S. BLUM'', présidente

C. BRISSET, présidente

M. DARIES, conseillère

Greffière, lors des débats : C. DELVER

ARRET :

- CONTRADICTOIRE

- prononcé publiquement par mise à disposition au greffe après avis aux parties

- signé par C.BRISSET, présidente, pour S. BLUM'', présidente empêchée, et par C. DELVER, greffière de chambre

FAITS ET PROCÉDURE

M. [R] [F] a été embauché le 5 avril 2018 par la Sarl SW Diffusion en qualité d'attaché commercial région sud ouest, suivant contrat de travail à durée indéterminée régi par la convention collective nationale des commerces de gros.

A l'occasion de l'entretien annuel d'évaluation de M. [F] en date du 7 janvier 2020, la Sarl SW Diffusion lui a proposé la signature d'une rupture conventionnelle de son contrat de travail.

Par courrier du 20 janvier 2020, la Sarl SW Diffusion a notifié à M. [F] sa mise à pied à titre conservatoire ainsi que sa convocation à un entretien préalable au licenciement fixé au 29 janvier 2020.

M. [F] a été licencié par courrier du 3 février 2020 pour faute grave.

M. [R] [F] a saisi le conseil de prud'hommes de Toulouse le 27 mai 2020 pour contester son licenciement et demander le versement de diverses sommes.
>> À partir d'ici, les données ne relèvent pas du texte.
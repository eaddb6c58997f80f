// SPDX-License-Identifier: AGPL-3.0-or-later
// Copyright (C) 2025 Blackman Artificial Intelligence Technologies Inc.

//! Interactive model selection
//!
//! The advisor asks questions through [`ModelChooser`] so the flow can be
//! driven by a terminal, a script, or a test double.

use std::io::{BufRead, Write};

use crate::error::Result;
use crate::matcher::Recommendation;

/// Invalid answers tolerated before a prompt counts as cancelled
pub const MAX_ATTEMPTS: usize = 3;

/// Request/response interface for user decisions
#[cfg_attr(test, mockall::automock)]
pub trait ModelChooser {
    /// Pick one of `candidates`; `None` means the user cancelled
    fn choose(&mut self, candidates: &[Recommendation]) -> Result<Option<usize>>;

    /// Yes/no question
    fn confirm(&mut self, question: &str) -> Result<bool>;
}

/// Numbered menus over any reader/writer pair
pub struct TerminalChooser<R, W> {
    input: R,
    output: W,
}

impl<R: BufRead, W: Write> TerminalChooser<R, W> {
    pub fn new(input: R, output: W) -> Self {
        Self { input, output }
    }

    fn read_answer(&mut self) -> Result<Option<String>> {
        let mut line = String::new();
        if self.input.read_line(&mut line)? == 0 {
            return Ok(None);
        }
        Ok(Some(line.trim().to_string()))
    }
}

impl TerminalChooser<std::io::StdinLock<'static>, std::io::Stdout> {
    /// Chooser on the process's stdin/stdout
    pub fn stdio() -> Self {
        Self::new(std::io::stdin().lock(), std::io::stdout())
    }
}

impl<R: BufRead, W: Write> ModelChooser for TerminalChooser<R, W> {
    fn choose(&mut self, candidates: &[Recommendation]) -> Result<Option<usize>> {
        if candidates.is_empty() {
            return Ok(None);
        }

        writeln!(self.output)?;
        writeln!(self.output, "Select a model to install:")?;
        for (i, rec) in candidates.iter().enumerate() {
            writeln!(
                self.output,
                "  {}) {} (context {}, {})",
                i + 1,
                rec.name(),
                rec.adjusted_context,
                rec.note
            )?;
        }
        writeln!(self.output, "  0) Cancel")?;

        for _ in 0..MAX_ATTEMPTS {
            write!(self.output, "Choice [1-{}]: ", candidates.len())?;
            self.output.flush()?;

            let answer = match self.read_answer()? {
                Some(answer) => answer,
                None => return Ok(None),
            };
            if answer.is_empty() || answer == "0" || answer.eq_ignore_ascii_case("q") {
                return Ok(None);
            }

            match answer.parse::<usize>() {
                Ok(n) if (1..=candidates.len()).contains(&n) => return Ok(Some(n - 1)),
                _ => writeln!(
                    self.output,
                    "Please enter a number between 1 and {}, or 0 to cancel.",
                    candidates.len()
                )?,
            }
        }

        tracing::debug!("selection cancelled after {} invalid answers", MAX_ATTEMPTS);
        Ok(None)
    }

    fn confirm(&mut self, question: &str) -> Result<bool> {
        for _ in 0..MAX_ATTEMPTS {
            write!(self.output, "{} [y/N]: ", question)?;
            self.output.flush()?;

            let answer = match self.read_answer()? {
                Some(answer) => answer.to_ascii_lowercase(),
                None => return Ok(false),
            };
            match answer.as_str() {
                "y" | "yes" => return Ok(true),
                "" | "n" | "no" => return Ok(false),
                _ => writeln!(self.output, "Please answer y or n.")?,
            }
        }
        Ok(false)
    }
}

#[cfg(test)]
mod tests {
    use super::*;
    use crate::matcher::FitNote;
    use crate::models::ModelDescriptor;
    use std::io::Cursor;

    fn candidates() -> Vec<Recommendation> {
        vec![
            Recommendation {
                descriptor: ModelDescriptor::new("qwen2.5-coder:7b", 5, 6, 32768),
                adjusted_context: 32768,
                note: FitNote::FullContext,
            },
            Recommendation {
                descriptor: ModelDescriptor::new("qwen2.5-coder:14b", 12, 16, 32768),
                adjusted_context: 28672,
                note: FitNote::SlowerPerformance,
            },
        ]
    }

    fn chooser(input: &str) -> TerminalChooser<Cursor<Vec<u8>>, Vec<u8>> {
        TerminalChooser::new(Cursor::new(input.as_bytes().to_vec()), Vec::new())
    }

    #[test]
    fn test_choose_valid_index() {
        let mut c = chooser("2\n");
        assert_eq!(c.choose(&candidates()).unwrap(), Some(1));
        let shown = String::from_utf8(c.output).unwrap();
        assert!(shown.contains("1) qwen2.5-coder:7b (context 32768, full context usable)"));
        assert!(shown.contains("0) Cancel"));
    }

    #[test]
    fn test_choose_cancel_variants() {
        for input in ["0\n", "q\n", "Q\n", "\n", ""] {
            let mut c = chooser(input);
            assert_eq!(c.choose(&candidates()).unwrap(), None, "input {:?}", input);
        }
    }

    #[test]
    fn test_choose_reprompts_on_invalid() {
        let mut c = chooser("9\nabc\n1\n");
        assert_eq!(c.choose(&candidates()).unwrap(), Some(0));
        let shown = String::from_utf8(c.output).unwrap();
        assert_eq!(shown.matches("Please enter a number").count(), 2);
    }

    #[test]
    fn test_choose_gives_up_after_max_attempts() {
        let mut c = chooser("7\n8\n9\n1\n");
        assert_eq!(c.choose(&candidates()).unwrap(), None);
    }

    #[test]
    fn test_choose_empty_candidates() {
        let mut c = chooser("1\n");
        assert_eq!(c.choose(&[]).unwrap(), None);
    }

    #[test]
    fn test_confirm() {
        assert!(chooser("y\n").confirm("Launch?").unwrap());
        assert!(chooser("YES\n").confirm("Launch?").unwrap());
        assert!(!chooser("n\n").confirm("Launch?").unwrap());
        assert!(!chooser("\n").confirm("Launch?").unwrap());
        assert!(!chooser("").confirm("Launch?").unwrap());
        assert!(chooser("maybe\ny\n").confirm("Launch?").unwrap());
    }
}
Le conseil de prud'hommes de Toulouse, section commerce chambre 2, par jugement du 6 octobre 2022, a :

- requalifié le motif de licenciement pour faute grave en motif réel et sérieux,

- condamné la Sarl SW Diffusion à payer à M. [F] :

1 711,36 euros au titre de l'indemnité de licenciement,

3 572,42 euros au titre du préavis,

357,24 euros au titre des congés payés afférents,

959 euros au titre de la mise à pied,

95,90 euros au titre des congés payés afférents,

1 500 euros au titre de l'article 700 du code de procédure civile.

- condamné M. [F] à rembourser 53,60 euros à la Sarl SW Diffusion au titre d'une amende,

- débouté les parties du surplus,

- condamné la Sarl SW Diffusion aux dépens.

Par déclaration du 2 novembre 2022, la Sarl SW Diffusion a interjeté appel de ce jugement qui lui avait été notifié le 24 octobre 2022, dans des conditions de délai et de forme qui ne sont pas contestées.

PRÉTENTIONS DES PARTIES

Par ses dernières conclusions communiquées au greffe par voie électronique le 1er février 2023, la Sarl SW Diffusion demande à la cour de :

- infirmer le jugement en ce qu'il :

* a requalifié le motif de licenciement pour faute grave en motif réel et sérieux,

* l'a condamné à payer à M. [F] :

1 711.36 euros au titre de l'indemnité de licenciement,

3 572.43 euros au titre du préavis,

357.24 euros au titre des congés payés afférents,

959 euros au titre de la mise à pied,

95.90 euros au titre des congés payés afférents,

1 500 euros au titre de l'article 700 du code de procédure civile.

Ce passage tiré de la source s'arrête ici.